**Exercise aim**
Among the entries below, find all lines that include "bpms" and copy them.

**Material for this task**
--- START ---

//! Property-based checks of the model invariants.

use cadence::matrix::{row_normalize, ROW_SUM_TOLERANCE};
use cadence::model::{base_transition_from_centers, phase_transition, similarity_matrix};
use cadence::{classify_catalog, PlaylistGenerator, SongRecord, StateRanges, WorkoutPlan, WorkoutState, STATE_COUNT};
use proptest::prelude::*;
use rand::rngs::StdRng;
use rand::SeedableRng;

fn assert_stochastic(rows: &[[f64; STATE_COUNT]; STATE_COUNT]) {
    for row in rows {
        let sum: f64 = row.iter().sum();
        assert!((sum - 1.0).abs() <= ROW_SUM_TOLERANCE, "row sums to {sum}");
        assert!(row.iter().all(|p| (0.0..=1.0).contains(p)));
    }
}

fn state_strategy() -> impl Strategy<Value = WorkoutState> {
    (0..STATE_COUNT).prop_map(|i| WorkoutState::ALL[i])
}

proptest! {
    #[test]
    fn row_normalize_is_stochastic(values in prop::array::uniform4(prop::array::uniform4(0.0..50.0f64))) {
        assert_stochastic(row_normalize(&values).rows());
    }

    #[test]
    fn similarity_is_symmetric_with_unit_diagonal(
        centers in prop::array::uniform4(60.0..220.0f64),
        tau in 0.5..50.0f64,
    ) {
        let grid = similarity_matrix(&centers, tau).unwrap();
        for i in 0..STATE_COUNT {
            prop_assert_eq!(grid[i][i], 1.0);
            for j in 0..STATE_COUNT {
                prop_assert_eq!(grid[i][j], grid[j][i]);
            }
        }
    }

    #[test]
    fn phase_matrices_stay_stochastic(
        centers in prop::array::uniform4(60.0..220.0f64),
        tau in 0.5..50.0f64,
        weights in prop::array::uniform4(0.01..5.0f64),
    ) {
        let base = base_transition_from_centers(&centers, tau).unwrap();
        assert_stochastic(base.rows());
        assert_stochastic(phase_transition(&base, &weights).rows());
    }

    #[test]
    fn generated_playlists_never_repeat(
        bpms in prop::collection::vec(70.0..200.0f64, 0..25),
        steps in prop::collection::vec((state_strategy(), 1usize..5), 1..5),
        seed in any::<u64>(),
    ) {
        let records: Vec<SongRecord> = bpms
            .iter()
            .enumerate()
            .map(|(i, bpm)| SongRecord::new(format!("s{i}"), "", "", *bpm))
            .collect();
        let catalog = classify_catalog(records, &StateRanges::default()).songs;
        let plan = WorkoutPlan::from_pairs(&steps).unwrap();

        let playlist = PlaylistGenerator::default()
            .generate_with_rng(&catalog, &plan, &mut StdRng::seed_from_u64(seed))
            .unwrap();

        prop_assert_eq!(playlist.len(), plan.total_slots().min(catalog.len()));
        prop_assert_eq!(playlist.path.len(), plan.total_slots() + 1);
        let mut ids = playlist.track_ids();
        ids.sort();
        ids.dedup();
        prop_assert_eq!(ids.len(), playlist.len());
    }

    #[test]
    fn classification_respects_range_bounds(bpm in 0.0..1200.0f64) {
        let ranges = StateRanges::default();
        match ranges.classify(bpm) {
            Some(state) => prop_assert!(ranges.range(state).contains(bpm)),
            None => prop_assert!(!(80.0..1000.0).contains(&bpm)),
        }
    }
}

--- END ---
--- START ---

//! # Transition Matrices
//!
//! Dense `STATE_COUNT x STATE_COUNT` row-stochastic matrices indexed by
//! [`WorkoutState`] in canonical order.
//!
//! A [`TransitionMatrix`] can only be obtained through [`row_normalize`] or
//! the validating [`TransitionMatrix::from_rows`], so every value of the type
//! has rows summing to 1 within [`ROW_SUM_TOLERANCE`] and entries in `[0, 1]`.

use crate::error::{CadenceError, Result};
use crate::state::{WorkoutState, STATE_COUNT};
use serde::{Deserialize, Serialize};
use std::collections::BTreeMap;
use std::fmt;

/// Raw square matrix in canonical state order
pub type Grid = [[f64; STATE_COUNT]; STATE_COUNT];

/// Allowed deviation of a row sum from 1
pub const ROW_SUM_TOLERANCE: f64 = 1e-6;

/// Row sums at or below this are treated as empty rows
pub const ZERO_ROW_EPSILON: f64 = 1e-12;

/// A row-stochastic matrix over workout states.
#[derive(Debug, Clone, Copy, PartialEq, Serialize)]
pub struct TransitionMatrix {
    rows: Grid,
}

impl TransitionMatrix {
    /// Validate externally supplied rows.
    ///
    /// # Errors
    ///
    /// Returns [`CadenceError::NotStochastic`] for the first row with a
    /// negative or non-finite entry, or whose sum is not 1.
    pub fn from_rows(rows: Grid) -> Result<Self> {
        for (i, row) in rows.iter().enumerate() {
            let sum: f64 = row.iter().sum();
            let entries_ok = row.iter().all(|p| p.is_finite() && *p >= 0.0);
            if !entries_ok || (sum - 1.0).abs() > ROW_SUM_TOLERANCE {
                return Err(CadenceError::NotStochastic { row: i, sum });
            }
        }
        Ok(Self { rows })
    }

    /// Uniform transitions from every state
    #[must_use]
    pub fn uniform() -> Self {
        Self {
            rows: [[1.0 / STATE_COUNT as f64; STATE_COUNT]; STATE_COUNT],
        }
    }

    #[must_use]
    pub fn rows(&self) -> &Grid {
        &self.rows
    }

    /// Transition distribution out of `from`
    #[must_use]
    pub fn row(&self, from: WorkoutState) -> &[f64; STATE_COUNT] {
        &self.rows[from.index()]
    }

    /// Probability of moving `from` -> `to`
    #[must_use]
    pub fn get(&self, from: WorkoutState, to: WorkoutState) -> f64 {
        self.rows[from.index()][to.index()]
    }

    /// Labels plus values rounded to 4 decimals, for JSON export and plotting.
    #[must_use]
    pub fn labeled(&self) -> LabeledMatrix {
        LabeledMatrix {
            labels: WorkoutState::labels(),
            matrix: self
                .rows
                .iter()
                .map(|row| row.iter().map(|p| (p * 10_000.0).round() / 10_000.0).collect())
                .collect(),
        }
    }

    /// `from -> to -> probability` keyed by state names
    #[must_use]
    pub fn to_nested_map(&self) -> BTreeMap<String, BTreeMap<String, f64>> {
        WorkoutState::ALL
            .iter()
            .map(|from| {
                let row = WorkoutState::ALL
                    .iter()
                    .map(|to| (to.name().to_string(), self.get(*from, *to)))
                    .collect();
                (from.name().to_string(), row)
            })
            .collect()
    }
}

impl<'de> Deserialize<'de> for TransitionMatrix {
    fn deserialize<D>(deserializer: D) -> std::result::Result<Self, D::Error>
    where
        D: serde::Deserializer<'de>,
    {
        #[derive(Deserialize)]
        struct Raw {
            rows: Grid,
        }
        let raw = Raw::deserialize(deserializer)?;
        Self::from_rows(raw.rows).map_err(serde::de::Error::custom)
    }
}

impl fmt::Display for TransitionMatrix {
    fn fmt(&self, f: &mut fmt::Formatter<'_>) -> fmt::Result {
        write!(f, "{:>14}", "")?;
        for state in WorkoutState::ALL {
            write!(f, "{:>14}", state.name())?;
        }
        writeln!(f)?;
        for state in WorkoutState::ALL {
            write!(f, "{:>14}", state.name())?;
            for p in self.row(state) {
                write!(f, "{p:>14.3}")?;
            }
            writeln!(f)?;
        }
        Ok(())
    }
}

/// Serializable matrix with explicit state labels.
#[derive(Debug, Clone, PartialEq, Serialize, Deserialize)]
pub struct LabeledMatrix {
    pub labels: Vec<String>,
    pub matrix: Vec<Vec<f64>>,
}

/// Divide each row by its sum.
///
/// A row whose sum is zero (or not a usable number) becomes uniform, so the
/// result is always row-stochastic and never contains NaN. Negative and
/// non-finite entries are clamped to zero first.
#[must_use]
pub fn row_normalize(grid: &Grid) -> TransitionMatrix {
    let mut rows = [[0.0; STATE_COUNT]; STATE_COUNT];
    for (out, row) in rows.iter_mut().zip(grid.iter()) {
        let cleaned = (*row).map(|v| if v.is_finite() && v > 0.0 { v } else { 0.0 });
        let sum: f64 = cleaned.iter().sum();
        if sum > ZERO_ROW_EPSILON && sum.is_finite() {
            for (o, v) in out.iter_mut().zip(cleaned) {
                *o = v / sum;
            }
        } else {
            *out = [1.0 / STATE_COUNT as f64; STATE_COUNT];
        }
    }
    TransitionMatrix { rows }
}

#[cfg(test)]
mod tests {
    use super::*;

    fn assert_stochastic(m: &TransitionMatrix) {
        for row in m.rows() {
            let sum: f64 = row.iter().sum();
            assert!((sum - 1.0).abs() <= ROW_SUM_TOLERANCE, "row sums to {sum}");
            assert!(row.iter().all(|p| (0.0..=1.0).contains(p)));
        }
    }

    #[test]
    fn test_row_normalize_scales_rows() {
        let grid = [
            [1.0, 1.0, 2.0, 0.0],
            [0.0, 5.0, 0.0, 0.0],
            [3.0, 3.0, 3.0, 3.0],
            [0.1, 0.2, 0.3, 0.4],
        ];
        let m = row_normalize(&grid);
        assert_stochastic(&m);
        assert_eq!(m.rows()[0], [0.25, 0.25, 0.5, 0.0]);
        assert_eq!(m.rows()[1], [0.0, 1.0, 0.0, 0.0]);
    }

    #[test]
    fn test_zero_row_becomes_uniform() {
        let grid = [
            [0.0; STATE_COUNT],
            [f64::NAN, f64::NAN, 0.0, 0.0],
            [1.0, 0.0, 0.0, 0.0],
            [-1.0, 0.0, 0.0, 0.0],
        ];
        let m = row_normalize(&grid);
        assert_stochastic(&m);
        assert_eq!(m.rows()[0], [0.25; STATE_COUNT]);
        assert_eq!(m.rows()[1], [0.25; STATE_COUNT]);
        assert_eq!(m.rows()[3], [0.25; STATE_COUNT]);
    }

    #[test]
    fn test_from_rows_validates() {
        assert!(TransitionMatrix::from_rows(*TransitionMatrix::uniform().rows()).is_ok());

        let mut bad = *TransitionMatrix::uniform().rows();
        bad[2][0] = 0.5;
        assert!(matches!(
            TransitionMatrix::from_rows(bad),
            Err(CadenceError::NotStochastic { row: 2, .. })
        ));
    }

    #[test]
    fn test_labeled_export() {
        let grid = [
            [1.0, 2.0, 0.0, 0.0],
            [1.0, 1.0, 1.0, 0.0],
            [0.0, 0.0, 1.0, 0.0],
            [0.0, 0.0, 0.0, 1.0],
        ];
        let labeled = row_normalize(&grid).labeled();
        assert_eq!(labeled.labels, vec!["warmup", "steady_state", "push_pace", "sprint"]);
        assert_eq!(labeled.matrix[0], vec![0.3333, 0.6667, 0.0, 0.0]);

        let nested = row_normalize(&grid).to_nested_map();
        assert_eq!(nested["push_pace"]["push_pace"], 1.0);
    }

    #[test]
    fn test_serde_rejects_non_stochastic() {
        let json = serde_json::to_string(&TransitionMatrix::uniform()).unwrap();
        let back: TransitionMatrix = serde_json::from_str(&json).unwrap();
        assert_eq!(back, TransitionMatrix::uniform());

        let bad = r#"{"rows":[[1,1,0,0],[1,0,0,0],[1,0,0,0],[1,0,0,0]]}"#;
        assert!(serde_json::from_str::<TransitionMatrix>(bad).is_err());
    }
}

--- END ---

**Solved exercise**
        bpms in prop::collection::vec(70.0..200.0f64, 0..25),
        let records: Vec<SongRecord> = bpms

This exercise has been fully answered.